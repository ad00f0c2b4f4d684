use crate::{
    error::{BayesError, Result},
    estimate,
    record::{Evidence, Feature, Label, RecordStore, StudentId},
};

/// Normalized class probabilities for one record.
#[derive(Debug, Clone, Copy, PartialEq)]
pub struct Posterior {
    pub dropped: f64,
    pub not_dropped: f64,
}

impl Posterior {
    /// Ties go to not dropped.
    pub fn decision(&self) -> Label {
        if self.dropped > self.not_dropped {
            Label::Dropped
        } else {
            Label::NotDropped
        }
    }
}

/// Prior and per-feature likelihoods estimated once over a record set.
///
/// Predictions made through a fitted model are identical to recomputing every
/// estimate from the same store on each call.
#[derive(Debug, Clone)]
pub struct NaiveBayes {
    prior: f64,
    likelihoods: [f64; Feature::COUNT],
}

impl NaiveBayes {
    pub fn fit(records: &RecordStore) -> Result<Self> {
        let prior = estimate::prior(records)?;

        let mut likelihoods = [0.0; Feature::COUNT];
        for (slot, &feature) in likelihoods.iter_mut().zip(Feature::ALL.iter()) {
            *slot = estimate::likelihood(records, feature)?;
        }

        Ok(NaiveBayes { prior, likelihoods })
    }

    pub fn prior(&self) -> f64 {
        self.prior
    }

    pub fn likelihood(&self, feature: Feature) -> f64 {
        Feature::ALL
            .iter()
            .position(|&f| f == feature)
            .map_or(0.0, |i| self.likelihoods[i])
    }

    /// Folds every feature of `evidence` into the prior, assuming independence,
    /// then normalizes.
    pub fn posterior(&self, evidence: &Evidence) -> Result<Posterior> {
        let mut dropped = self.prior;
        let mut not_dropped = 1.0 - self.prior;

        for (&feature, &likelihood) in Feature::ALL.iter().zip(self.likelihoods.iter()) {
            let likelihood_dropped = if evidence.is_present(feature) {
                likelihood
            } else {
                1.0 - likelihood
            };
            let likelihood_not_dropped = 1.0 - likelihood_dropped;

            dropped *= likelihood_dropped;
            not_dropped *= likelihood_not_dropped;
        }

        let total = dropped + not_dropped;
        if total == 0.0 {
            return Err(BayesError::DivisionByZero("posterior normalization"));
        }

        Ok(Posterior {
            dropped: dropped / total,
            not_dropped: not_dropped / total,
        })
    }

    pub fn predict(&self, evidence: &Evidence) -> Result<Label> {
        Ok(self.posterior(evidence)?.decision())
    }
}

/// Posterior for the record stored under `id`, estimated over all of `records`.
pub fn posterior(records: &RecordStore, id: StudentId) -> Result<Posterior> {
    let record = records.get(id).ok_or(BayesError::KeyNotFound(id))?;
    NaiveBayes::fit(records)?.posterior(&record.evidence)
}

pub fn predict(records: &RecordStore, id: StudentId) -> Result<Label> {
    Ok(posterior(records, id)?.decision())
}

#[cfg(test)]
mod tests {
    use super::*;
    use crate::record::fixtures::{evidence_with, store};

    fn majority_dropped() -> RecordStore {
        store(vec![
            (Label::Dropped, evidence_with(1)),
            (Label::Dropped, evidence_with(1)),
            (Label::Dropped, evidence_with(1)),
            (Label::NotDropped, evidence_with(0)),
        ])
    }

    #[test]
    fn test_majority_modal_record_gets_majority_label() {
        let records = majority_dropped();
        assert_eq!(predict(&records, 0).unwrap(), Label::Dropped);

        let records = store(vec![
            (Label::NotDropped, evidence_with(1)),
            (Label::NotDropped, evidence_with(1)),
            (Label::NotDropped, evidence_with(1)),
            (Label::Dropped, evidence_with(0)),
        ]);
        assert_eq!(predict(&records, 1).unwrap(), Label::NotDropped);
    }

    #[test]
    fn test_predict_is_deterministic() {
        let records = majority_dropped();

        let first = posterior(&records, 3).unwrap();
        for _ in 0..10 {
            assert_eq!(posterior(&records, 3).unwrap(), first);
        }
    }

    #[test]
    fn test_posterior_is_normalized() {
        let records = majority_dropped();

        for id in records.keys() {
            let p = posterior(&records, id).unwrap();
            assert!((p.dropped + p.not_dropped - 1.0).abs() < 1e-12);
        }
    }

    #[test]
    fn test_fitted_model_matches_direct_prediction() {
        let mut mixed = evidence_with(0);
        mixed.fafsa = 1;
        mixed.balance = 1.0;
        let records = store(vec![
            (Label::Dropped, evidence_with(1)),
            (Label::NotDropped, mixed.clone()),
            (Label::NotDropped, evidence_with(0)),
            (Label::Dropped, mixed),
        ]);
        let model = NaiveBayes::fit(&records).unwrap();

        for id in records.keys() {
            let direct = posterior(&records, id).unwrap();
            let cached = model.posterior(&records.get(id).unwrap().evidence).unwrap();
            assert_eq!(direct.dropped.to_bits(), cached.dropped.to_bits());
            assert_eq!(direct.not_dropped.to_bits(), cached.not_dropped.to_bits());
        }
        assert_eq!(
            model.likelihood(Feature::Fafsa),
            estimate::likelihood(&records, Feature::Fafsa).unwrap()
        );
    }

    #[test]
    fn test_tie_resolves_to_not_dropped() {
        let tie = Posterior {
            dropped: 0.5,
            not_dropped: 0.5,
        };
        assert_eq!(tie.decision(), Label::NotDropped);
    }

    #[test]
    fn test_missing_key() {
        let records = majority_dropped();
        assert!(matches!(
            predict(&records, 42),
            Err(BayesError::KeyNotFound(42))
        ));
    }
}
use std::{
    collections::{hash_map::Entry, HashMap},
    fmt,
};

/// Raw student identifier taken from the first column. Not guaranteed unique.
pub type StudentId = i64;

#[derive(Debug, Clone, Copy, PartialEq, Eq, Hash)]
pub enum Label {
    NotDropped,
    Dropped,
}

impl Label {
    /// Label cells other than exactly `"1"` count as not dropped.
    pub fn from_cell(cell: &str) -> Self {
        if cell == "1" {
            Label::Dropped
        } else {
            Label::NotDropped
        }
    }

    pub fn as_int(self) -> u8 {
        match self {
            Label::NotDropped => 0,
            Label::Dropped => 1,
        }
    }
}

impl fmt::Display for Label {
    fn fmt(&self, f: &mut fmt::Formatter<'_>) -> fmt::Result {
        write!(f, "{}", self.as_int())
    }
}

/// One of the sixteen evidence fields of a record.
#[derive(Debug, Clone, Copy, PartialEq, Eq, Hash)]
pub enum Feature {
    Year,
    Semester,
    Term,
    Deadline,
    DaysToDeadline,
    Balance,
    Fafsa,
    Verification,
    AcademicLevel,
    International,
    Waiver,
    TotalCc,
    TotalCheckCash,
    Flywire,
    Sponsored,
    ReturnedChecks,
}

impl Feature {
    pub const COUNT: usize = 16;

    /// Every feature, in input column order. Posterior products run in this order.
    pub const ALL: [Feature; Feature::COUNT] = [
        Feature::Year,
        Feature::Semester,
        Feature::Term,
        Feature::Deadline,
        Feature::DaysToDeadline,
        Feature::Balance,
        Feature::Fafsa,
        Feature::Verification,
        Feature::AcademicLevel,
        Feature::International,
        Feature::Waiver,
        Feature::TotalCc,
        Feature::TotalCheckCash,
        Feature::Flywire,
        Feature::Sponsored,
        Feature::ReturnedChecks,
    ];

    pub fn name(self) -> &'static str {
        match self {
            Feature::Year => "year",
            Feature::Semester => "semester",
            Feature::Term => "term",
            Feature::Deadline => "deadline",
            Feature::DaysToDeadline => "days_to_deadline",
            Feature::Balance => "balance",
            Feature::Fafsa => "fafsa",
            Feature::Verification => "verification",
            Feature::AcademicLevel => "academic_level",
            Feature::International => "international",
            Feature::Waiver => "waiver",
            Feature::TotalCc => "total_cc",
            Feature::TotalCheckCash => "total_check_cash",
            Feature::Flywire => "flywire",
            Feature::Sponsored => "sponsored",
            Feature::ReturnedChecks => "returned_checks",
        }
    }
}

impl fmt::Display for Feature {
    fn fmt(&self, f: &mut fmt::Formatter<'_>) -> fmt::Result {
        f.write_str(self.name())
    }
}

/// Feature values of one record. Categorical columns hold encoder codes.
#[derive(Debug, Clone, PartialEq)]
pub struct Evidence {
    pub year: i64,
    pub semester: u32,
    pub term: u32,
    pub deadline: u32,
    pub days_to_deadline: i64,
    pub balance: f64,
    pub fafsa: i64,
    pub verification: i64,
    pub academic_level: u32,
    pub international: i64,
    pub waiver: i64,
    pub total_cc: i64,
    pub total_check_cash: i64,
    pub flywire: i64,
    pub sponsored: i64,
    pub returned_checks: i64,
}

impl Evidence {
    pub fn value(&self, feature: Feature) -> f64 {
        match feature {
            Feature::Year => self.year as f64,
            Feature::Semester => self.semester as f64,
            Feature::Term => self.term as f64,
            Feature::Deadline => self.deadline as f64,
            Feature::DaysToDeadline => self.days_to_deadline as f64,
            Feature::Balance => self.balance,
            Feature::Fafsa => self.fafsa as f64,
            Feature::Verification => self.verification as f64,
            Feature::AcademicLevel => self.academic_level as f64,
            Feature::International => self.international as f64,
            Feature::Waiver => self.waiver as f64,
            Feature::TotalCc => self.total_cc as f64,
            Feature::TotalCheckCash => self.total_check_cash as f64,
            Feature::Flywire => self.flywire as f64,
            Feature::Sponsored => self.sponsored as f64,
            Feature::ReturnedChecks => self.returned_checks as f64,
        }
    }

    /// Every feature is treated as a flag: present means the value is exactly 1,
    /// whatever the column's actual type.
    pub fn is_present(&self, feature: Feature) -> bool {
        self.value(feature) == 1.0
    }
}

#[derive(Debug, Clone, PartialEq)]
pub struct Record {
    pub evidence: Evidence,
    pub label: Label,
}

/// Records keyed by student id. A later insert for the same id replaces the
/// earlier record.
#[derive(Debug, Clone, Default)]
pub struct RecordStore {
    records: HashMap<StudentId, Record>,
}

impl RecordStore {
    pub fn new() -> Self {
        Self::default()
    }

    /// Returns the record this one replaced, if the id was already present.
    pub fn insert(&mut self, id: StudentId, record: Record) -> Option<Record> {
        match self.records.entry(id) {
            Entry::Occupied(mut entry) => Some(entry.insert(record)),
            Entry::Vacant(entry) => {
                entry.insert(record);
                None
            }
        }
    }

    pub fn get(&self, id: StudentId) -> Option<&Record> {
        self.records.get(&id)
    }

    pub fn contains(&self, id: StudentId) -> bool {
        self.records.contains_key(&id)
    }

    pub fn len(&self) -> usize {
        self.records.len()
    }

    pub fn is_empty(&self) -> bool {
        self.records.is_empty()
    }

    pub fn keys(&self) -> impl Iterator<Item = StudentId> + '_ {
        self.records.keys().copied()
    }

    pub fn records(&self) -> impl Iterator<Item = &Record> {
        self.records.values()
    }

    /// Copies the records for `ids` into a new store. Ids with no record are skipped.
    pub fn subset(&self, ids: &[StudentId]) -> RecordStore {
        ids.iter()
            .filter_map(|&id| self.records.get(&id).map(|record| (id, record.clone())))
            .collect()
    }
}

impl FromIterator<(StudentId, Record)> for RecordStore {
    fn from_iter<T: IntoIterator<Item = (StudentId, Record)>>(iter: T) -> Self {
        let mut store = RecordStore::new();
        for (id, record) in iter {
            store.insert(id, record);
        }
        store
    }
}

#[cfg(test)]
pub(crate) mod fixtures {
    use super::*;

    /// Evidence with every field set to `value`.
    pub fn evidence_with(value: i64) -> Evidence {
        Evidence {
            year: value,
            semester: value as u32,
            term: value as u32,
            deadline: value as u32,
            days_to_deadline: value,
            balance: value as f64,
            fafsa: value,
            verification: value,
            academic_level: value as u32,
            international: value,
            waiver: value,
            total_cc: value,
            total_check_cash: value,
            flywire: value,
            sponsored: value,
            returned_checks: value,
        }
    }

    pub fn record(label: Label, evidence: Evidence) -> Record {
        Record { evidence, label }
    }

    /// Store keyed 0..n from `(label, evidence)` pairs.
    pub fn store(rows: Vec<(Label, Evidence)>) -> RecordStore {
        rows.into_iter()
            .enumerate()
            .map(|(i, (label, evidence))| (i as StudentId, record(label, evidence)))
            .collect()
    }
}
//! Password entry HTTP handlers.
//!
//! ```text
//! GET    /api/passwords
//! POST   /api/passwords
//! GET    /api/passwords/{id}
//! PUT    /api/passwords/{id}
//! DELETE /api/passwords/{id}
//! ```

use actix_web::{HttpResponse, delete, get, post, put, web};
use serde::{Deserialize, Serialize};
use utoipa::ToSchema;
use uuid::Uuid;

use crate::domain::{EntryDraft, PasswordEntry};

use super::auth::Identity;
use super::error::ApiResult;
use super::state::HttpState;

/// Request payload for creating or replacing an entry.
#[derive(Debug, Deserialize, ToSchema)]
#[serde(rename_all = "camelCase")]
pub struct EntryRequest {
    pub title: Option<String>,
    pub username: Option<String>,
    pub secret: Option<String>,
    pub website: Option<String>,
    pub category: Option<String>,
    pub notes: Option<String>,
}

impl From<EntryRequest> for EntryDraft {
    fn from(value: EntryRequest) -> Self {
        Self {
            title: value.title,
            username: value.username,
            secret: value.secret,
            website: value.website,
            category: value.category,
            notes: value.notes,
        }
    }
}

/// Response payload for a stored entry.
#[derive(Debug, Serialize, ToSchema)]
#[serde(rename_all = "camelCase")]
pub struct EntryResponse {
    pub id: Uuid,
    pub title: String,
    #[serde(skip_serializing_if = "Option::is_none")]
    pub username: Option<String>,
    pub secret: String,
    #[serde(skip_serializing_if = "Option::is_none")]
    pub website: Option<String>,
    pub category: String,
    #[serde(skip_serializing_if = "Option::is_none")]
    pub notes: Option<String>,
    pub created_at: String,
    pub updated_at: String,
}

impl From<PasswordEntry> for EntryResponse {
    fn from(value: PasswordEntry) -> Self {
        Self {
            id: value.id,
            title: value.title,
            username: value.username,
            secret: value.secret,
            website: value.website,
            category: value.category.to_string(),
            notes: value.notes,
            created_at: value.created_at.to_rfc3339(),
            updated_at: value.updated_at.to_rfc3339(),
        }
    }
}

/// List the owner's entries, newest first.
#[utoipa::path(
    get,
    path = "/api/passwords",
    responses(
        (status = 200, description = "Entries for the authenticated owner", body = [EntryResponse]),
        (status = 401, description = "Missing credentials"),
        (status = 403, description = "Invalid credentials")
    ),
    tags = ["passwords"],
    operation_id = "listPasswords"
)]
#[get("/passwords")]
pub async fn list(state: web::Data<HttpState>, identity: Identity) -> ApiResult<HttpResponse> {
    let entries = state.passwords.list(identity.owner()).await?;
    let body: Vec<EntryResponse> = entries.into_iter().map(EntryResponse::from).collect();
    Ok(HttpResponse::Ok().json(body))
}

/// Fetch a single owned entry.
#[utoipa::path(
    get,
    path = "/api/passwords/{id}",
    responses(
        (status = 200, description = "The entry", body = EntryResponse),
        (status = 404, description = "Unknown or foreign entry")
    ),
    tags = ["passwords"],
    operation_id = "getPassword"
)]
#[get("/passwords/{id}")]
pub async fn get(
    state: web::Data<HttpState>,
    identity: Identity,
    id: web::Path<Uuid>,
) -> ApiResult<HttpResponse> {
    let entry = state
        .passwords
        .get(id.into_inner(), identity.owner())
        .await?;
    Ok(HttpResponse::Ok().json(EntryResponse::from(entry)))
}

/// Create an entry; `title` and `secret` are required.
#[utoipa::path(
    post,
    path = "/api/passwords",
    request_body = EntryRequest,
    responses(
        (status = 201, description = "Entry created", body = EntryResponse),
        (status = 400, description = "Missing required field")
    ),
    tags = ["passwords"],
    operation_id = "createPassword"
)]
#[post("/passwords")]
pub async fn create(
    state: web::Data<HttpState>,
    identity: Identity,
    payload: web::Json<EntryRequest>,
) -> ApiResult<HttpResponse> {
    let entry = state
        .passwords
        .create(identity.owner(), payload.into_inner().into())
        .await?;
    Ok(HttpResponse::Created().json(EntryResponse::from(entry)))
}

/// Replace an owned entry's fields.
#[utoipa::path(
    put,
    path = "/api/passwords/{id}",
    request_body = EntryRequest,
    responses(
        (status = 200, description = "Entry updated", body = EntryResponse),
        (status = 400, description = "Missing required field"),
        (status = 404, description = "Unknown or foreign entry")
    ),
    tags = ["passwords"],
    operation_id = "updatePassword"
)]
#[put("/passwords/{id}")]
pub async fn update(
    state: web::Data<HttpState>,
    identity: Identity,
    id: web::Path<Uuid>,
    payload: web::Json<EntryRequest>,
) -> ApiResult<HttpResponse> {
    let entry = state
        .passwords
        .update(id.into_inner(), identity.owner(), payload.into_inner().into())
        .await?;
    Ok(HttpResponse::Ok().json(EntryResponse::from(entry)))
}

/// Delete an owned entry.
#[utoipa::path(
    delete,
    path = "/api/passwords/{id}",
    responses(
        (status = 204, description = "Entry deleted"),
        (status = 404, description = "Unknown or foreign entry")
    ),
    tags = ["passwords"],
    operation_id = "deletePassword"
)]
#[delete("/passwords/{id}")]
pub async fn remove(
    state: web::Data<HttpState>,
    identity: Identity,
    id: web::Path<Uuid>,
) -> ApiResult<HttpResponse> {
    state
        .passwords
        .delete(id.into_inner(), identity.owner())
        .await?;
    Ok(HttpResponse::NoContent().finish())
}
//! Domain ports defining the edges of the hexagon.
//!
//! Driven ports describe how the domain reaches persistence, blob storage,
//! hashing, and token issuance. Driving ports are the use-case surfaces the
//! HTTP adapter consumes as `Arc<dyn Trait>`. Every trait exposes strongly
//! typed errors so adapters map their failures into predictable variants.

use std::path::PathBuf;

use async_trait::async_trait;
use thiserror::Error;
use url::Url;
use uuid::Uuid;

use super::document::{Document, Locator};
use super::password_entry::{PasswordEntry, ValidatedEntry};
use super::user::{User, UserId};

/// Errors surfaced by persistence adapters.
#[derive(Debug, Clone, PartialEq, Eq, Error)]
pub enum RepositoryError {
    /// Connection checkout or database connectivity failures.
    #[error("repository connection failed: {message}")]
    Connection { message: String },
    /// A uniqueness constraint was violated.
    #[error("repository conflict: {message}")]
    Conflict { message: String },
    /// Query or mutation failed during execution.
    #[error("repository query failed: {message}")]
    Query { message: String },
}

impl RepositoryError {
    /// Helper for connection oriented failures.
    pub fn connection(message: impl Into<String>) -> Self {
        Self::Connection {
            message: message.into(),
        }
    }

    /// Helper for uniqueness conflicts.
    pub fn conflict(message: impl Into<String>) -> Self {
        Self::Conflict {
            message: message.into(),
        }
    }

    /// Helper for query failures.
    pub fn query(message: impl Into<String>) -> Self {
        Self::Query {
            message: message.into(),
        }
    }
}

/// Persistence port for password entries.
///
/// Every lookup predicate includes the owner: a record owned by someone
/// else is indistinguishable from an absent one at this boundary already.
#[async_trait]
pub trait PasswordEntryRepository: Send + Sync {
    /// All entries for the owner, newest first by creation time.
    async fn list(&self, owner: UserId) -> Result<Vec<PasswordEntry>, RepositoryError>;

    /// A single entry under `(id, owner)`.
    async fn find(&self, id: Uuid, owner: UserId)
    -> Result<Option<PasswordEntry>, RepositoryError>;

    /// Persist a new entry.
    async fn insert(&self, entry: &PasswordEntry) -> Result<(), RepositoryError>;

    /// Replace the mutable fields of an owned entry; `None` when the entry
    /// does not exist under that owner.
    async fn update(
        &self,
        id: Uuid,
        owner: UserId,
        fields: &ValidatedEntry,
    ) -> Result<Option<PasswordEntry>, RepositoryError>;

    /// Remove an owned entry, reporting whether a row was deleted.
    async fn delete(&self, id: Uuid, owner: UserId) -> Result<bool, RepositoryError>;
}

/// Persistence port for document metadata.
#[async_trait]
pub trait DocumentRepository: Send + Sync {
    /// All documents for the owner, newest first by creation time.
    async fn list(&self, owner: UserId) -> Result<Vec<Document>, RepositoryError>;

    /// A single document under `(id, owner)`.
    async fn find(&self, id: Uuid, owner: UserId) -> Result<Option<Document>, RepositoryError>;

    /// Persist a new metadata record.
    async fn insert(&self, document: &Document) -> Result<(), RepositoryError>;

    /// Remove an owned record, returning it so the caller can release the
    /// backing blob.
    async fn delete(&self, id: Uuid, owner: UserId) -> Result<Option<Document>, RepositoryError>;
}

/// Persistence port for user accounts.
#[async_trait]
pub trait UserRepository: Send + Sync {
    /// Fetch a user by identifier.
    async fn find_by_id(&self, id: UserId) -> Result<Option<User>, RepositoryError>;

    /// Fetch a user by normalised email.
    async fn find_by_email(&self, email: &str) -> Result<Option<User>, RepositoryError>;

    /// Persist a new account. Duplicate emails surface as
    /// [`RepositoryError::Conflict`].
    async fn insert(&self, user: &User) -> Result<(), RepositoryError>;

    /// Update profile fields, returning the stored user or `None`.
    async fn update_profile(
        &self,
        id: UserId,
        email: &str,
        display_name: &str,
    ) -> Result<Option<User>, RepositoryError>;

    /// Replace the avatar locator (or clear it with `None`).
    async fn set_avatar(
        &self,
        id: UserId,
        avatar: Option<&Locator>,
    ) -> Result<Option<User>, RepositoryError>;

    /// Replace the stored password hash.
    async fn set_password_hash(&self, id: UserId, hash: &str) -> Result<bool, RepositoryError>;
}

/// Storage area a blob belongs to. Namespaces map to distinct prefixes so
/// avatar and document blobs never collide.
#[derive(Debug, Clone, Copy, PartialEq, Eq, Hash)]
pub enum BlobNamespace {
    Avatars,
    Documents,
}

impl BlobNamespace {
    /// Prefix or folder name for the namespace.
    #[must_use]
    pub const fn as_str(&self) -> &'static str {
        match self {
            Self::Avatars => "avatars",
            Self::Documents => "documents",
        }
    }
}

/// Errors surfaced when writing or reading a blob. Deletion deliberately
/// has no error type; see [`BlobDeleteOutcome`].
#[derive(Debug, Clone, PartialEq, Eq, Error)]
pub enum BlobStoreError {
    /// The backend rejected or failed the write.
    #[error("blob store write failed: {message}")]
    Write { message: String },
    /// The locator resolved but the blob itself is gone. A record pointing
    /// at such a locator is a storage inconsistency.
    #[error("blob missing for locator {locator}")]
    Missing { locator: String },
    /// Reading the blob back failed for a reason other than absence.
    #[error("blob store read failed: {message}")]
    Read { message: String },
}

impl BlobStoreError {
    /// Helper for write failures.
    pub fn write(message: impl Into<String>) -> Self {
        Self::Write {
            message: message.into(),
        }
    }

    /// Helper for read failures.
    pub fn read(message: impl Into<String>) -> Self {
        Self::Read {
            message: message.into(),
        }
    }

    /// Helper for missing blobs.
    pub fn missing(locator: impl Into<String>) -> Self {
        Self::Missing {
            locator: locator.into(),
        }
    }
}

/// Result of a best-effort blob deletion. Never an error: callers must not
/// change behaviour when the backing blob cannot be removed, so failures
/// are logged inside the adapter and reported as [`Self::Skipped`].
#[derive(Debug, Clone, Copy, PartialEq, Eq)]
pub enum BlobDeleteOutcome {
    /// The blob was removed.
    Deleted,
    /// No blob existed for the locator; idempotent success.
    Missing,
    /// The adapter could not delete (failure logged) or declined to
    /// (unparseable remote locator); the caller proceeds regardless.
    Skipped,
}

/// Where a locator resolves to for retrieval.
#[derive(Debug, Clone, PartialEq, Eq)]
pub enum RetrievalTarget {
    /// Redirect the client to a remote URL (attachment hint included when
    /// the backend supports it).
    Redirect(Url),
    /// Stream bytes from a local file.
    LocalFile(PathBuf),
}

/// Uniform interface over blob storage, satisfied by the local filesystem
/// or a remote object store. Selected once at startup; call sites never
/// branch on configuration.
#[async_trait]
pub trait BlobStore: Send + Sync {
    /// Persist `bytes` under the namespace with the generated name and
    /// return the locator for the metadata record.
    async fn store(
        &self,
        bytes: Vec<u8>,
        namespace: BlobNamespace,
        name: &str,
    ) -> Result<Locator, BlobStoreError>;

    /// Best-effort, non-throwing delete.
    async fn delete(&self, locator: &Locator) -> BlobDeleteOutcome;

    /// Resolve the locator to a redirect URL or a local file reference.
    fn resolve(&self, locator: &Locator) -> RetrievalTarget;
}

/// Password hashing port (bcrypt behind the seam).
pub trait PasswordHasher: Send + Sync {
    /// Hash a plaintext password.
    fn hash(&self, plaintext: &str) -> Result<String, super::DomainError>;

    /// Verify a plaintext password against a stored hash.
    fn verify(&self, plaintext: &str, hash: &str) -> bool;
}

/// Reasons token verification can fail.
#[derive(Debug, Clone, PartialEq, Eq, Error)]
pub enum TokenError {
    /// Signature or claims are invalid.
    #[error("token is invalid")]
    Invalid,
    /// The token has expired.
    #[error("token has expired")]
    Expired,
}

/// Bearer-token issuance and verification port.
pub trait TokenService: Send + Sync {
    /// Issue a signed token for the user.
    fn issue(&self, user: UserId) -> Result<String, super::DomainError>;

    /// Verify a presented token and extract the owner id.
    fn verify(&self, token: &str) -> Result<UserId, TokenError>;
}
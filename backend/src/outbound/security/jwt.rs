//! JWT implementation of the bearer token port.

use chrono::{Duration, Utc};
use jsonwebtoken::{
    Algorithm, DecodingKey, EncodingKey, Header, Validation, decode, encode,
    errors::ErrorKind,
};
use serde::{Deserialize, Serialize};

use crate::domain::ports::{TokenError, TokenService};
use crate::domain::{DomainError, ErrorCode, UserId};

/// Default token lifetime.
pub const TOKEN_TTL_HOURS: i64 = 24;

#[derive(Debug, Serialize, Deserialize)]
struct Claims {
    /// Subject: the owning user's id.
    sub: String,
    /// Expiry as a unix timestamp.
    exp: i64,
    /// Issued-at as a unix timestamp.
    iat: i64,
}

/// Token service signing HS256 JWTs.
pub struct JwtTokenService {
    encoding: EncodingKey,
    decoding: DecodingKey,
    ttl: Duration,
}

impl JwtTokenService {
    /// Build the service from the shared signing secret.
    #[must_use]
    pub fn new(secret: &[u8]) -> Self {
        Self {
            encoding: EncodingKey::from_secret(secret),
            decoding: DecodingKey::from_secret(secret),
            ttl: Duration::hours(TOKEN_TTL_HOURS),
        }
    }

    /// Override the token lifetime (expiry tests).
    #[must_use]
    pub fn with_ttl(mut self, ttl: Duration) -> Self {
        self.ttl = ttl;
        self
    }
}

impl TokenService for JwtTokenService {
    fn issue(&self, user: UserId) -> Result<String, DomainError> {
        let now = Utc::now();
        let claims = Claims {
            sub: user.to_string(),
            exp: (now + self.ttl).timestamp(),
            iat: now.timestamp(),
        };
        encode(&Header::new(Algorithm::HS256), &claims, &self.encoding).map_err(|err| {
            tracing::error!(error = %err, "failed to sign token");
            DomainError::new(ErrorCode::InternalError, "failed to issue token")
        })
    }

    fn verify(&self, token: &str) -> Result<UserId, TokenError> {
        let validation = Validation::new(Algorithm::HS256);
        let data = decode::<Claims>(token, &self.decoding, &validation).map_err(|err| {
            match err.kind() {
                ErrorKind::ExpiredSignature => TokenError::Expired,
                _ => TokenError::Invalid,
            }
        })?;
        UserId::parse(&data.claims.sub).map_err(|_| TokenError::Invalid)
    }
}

---+---

Your answer should consist only of the lines above between the line holding "caller proceeds regardless." and the line holding "pub enum RetrievalTarget", inclusive, each transcribed exactly.

    /// (unparseable remote locator); the caller proceeds regardless.
    Skipped,
}

/// Where a locator resolves to for retrieval.
#[derive(Debug, Clone, PartialEq, Eq)]
pub enum RetrievalTarget {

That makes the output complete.